Matisse – a painting that looks like a collage
while reading in an art book i have (“Pictures Of Nothing: Abstract Art Since Pollock” by Kirk Varnedoe) i came across a painting by Matisse that i had never seen. it reminded me so much of a collage – even though it was a painting of an interior – that i wanted to share it. it is “Interior with Eggplants” or “Intérieur aux aubergines”. the fact that all the objects shown are placed on a strong pattern that is totally flat, and does not differentiate the floor from the walls, is very much like “collage space”. i hope you enjoy seeing it!
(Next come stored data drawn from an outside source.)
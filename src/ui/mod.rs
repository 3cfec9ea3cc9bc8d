//! Presentation layer: egui panels and charts over [`crate::state::AppState`].

pub mod panels;
pub mod plot;

use num_format::{Locale, ToFormattedString};

/// Whole-dollar amount with thousands separators, e.g. `$1,234,567`.
pub fn format_money(value: f64) -> String {
    let rounded = value.abs().round() as u64;
    let sign = if value < 0.0 && rounded > 0 { "-" } else { "" };
    format!("{sign}${}", rounded.to_formatted_string(&Locale::en))
}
Laura Sharp Wilson – abstraction using recognition
i really enjoy abstractions that skirt the line between representation and total non-objectivity. it may not seem so, but i do it in my own work, which often owes something to landscape and intimate views of landscape. one of my favorite painters who travels – perhaps more obviously, this path is Laura Sharp Wilson. i acquired one of her beautiful paintings, done on rice paper and then glued down on a dimensional wood backing. i purchased it from McKenzie Fine Art on one of my sojourns to NYC several years ago. i will post one image now, and follow it up with a few further images. i’m thinking of doing a video on her work for my Focus on Abstraction webinar on artistvenu. i hope you like her work as well!
William T. Wiley – Funk goes abstract!
in researching for a webinar i’m working on discussing artists who include representation in their abstraction, i came across an artist i used to adore! i hadn’t thought of him in a long time. he was associated with the northern california Funk movement. a number of his pieces are obviously well thought out in an abstract sense, but the weirdness is in the details! William T. Wiley. Photo courtesy Parker Gallery
Beatriz Milhazes – skirting the line between abstraction and decoration
of course, because the snow is melting a bit, i’m thinking of spring. and i’m also thinking, as you know about my webinar where i will be discussing artists who skirt the line between non-objective abstraction, and abstraction with recognizable “things”. so, paging through compendium of fairly recent artworks, i came across a piece by Beatriz Milhazes – a Brazilian artist. her work also skirts the line between what we may think of as “decoration”. of course, that is another interesting “boundary” to explore. but in the meantime, i’m posting a beautiful piece of hers from the Guggenheim Museum. “The Four Seasons” 1997
Arturo Herrera – collagist extraordinary
i was going to post a few images of the artwork of Arturo Herrera. instead, i’m posting a link to a short preview of how he works. from there you can watch the whole episode on Art21. i always find it very generous of artists to share their thoughts and working methods with others. art21.org
Terry Winters – finding images all around you
artists use all sorts of inspiration when making their work. usually they look around themselves, and pick from what they see. however, many artists go to different sources – infinite choices are available. one of my favorite artists, Terry Winters, did a whole series of paintings in the 1990’s titled “Graphic Primitives”. he was looking at, and thinking about diagrams that “explained” in some way “a method of thinking”, and “how information can be processed as pictorial imagery.” quite a challenging premise, but the paintings themselves (which are very large) a beautiful, and at the same time obscure in meaning.